Input Description Required Default
npm-token Registry authentication token with publish permissions. If not provided, OIDC trusted publishing will be used. No -
tarball Path to pre-built tarball to publish (e.g., '*.tgz'). When provided, publishes the tarball with --ignore-scripts for security. Recommended for pull_request_target workflows to prevent execution of malicious lifecycle scripts. No -
comment Whether to comment on the PR with the published version (true/false) No true
comment-tag Tag to use for PR comments (for comment identification and updates) No npm-publish-pr

Outputs:

Output Description
version Generated PR-specific version number (0.0.0-PR-{number}--{short-sha})
package-name Package name from package.json
error-message Error message if publish fails

Usage:

on: pull_request

jobs:
  publish:
    permissions:
      id-token: write
      pull-requests: write

    steps:
      - uses: actions/checkout@v6

      - uses: codfish/actions/setup-node-and-install@v3
        with:
          node-version: lts/*

      - run: npm run build

      - uses: codfish/actions/npm-pr-version@v3

setup-node-and-install

Sets up Node.js environment and installs dependencies with automatic package manager detection (npm/pnpm/yarn), intelligent caching, and version detection via input, .node-version, .nvmrc, or package.json volta.node

Inputs:

Input Description Required Default
node-version Node.js version to install (e.g. "24", "lts/*").

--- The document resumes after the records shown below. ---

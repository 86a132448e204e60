use super::{cnf, dpll, Backend};
use crate::structures::{expression::Expr, formula::Formula};

/// The in-process backend: structural transformation to conjunctive normal form, and DPLL satisfiability.
#[derive(Clone, Copy, Debug, Default)]
pub struct CanonicalBackend;

impl Backend for CanonicalBackend {
    fn normalize(&self, expr: &Expr) -> Formula {
        Formula::from_clauses(cnf::clauses(expr, false))
    }

    fn satisfiable(&self, formula: &Formula) -> bool {
        dpll::satisfiable(formula.conjuncts().cloned().collect())
    }
}
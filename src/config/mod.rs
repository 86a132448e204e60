/*!
Configuration of a belief base.

All configuration for a base is contained within a [Config] struct, fixed when the base is created.
Databases copy the parts of the configuration they consult.
*/

pub mod order;
pub use order::OrderValue;

/// The default width of a stratum.
///
/// Orders within this distance of the first member of a stratum belong to the stratum.
pub const DEFAULT_STRATUM_TOLERANCE: OrderValue = 1e-9;

/// The primary configuration structure.
#[derive(Clone, Debug)]
pub struct Config {
    /// The tolerance used when grouping beliefs into strata, and when comparing two degrees.
    ///
    /// Orders within the tolerance of each other rank as a single stratum, though the stored values remain distinct.
    pub stratum_tolerance: OrderValue,
}

impl Default for Config {
    fn default() -> Self {
        Config {
            stratum_tolerance: DEFAULT_STRATUM_TOLERANCE,
        }
    }
}
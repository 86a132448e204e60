/*!
Satisfiability of a conjunction of clauses, by the basic procedure of Davis, Putnam, Logemann, and Loveland.

Unit clauses propagate until none remain, then the search splits on a literal from a shortest clause.
*/

use crate::structures::{clause::Clause, literal::Literal};

/// Whether some valuation satisfies every clause of the given conjunction.
pub(super) fn satisfiable(mut clauses: Vec<Clause>) -> bool {
    loop {
        let Some(shortest) = clauses.iter().min_by_key(|clause| clause.len()) else {
            // Every clause is satisfied.
            return true;
        };

        let Some(pivot) = shortest.literals().next().cloned() else {
            // The empty clause.
            return false;
        };

        match shortest.len() {
            1 => clauses = assign(clauses, &pivot),

            _ => {
                return satisfiable(assign(clauses.clone(), &pivot))
                    || satisfiable(assign(clauses, &pivot.negated()))
            }
        }
    }
}

/// The given clauses under the assignment making `literal` true.
///
/// Clauses containing `literal` are satisfied and dropped, while the complement of `literal` is false and is removed from the clauses which contain it.
fn assign(clauses: Vec<Clause>, literal: &Literal) -> Vec<Clause> {
    let complement = literal.negated();
    clauses
        .into_iter()
        .filter(|clause| !clause.contains(literal))
        .map(|clause| match clause.contains(&complement) {
            true => Clause::from_literals(
                clause
                    .literals()
                    .filter(|l| **l != complement)
                    .cloned()
                    .collect(),
            ),
            false => clause,
        })
        .collect()
}
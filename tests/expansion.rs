use entrench::{
    base::specific::BeliefBase, builder::ChangeOk, structures::expression::Expr,
    types::err::OrderError,
};

fn expr(text: &str) -> Expr {
    text.parse().unwrap()
}

fn base_with(beliefs: &[(&str, f64)]) -> BeliefBase {
    let mut base = BeliefBase::default();
    for (text, order) in beliefs {
        base.add(&expr(text), *order).unwrap();
    }
    base
}

fn orders(base: &BeliefBase) -> Vec<f64> {
    base.beliefs().map(|belief| belief.order()).collect()
}

mod expansion {
    use super::*;

    #[test]
    fn adds_at_the_given_order() {
        let mut base = BeliefBase::default();

        assert_eq!(base.expand(&expr("p"), 0.5, true), Ok(ChangeOk::Applied));
        assert_eq!(base.len(), 1);
        assert_eq!(base.degree(&expr("p")), 0.5);
    }

    #[test]
    fn without_the_add_only_reranks() {
        let mut base = BeliefBase::default();
        base.expand(&expr("p"), 0.5, false).unwrap();

        assert!(base.is_empty());
    }

    #[test]
    fn contradictions_are_ignored() {
        let mut base = base_with(&[("a", 0.5)]);

        assert_eq!(
            base.expand(&expr("b & ~b"), 0.7, true),
            Ok(ChangeOk::Contradiction),
        );
        assert_eq!(base.len(), 1);
        assert_eq!(base.degree(&expr("a")), 0.5);
    }

    #[test]
    fn tautologies_settle_at_full_order() {
        let mut base = BeliefBase::default();
        base.expand(&expr("t | ~t | s"), 0.3, true).unwrap();

        assert_eq!(orders(&base), vec![1.0]);
        assert!(base.beliefs().all(|belief| belief.formula().is_verum()));
    }

    #[test]
    fn raises_what_the_incoming_formula_implies() {
        let mut base = base_with(&[("p", 0.3)]);
        base.expand(&expr("p & q"), 0.6, true).unwrap();

        // p follows from p & q, so p cannot rank below it.
        assert_eq!(orders(&base), vec![0.6, 0.6]);
        assert_eq!(base.degree(&expr("p")), 0.6);
    }

    #[test]
    fn leaves_more_entrenched_beliefs_alone() {
        let mut base = base_with(&[("p", 0.9)]);
        base.expand(&expr("p & q"), 0.4, true).unwrap();

        assert_eq!(orders(&base), vec![0.9, 0.4]);
        assert_eq!(base.degree(&expr("p")), 0.9);
        assert_eq!(base.degree(&expr("q")), 0.4);
    }

    #[test]
    fn unrelated_beliefs_keep_their_degree() {
        let mut base = base_with(&[("q", 0.2)]);
        base.expand(&expr("p"), 0.5, true).unwrap();

        assert_eq!(base.degree(&expr("q")), 0.2);
        assert_eq!(base.degree(&expr("p")), 0.5);
    }

    #[test]
    fn equivalent_belief_rises_to_the_incoming_order() {
        let mut base = base_with(&[("p & (p | q)", 0.2)]);
        base.expand(&expr("p"), 0.6, false).unwrap();

        assert_eq!(orders(&base), vec![0.6]);
    }

    #[test]
    fn out_of_range_orders_are_rejected_without_mutation() {
        let mut base = base_with(&[("a", 0.5)]);

        assert_eq!(
            base.expand(&expr("b"), 1.5, true),
            Err(OrderError::OutOfRange),
        );
        assert_eq!(
            base.expand(&expr("b"), -0.1, true),
            Err(OrderError::OutOfRange),
        );
        assert_eq!(
            base.expand(&expr("b"), f64::NAN, true),
            Err(OrderError::OutOfRange),
        );
        assert_eq!(base.len(), 1);
        assert_eq!(base.degree(&expr("a")), 0.5);
    }
}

Precedence: node-version input > .node-version > .nvmrc > package.json volta.node. No -
install-options Extra command-line options to pass to npm/pnpm/yarn install. No -
working-directory Directory containing package.json and lockfile. No .
upgrade-npm Whether to upgrade npm to v11.5.1. This is required for OIDC trusted publishing but can be disabled if you want to shave off some run time and you are still using token-based authentication. No true

Outputs:

Output Description
node-version The installed node version.
cache-hit Whether the dependency cache was hit (true/false).
pnpm-dest Expanded path of pnpm dest.
pnpm-bin-dest Location of pnpm and pnpx command.

Usage:

- uses: codfish/actions/setup-node-and-install@v3

Contributing

Each action follows these conventions:

  • Directory structure: Actions are in kebab-case directories at the repository root
  • Required files: action.yml, README.md
  • Composite actions: All actions use composite type for simplicity and transparency
  • Documentation: Each action includes comprehensive usage examples and input/output documentation

Example Workflow

Complete workflow using multiple actions together with secure OIDC trusted publishing:

name: Validate

on: pull_request_target

jobs:
  # Build and test with untrusted PR code (no secrets)
  build-and-test:
    runs-on: ubuntu-latest

    permissions:
      contents: read
      pull-requests: write

    steps:
      - uses: actions/checkout@v6
        with:
          ref: ${{ github.event.pull_request.head.sha }}

      - uses: codfish/actions/setup-node-and-install@v3

      - name: Run tests
        id: test
        run: |
          pnpm test 2>&1 | tee test-output.txt
          if grep -q "All tests passed" test-output.txt; then
            echo "status=✅ passed" >> $GITHUB_OUTPUT
          else
            echo "status=❌ failed" >> $GITHUB_OUTPUT
          fi
          echo "count=$(grep -c "✓\|√\|PASS" test-output.txt || echo "unknown")" >> $GITHUB_OUTPUT

      - name: Build package
        id: build
        run: |
          pnpm build

          if [ -d "dist" ]; then
            size=$(du -sh dist | cut -f1)
          elif [ -d "build" ]; then
            size=$(du -sh build | cut -f1)
          else
            size="unknown"
          fi
          echo "size=$size" >> $GITHUB_OUTPUT

      - uses: codfish/actions/comment@v3
        with:
          message: |
            ## 🚀 **Build Summary**

            **Tests**: ${{ steps.test.outputs.status }} (${{ steps.test.outputs.count }} tests)
            **Build**: ✅ completed successfully
            **Size**: ${{ steps.build.outputs.size }}

            Ready for testing! 🎉
          tag: 'build-summary'
          upsert: true

      - name: Create package tarball
        run: pnpm pack

      - uses: actions/upload-artifact@v4
        with:
          name: package-tarball
          path: '*.tgz'
          retention-days: 1

  # Publish with secrets using only trusted base branch code
  publish:
    needs: build-and-test

    runs-on: ubuntu-latest

    permissions:
      contents: read
      id-token: write
      pull-requests: write

    steps:
      - uses: actions/checkout@v6
        # No ref = uses base branch (trusted code only)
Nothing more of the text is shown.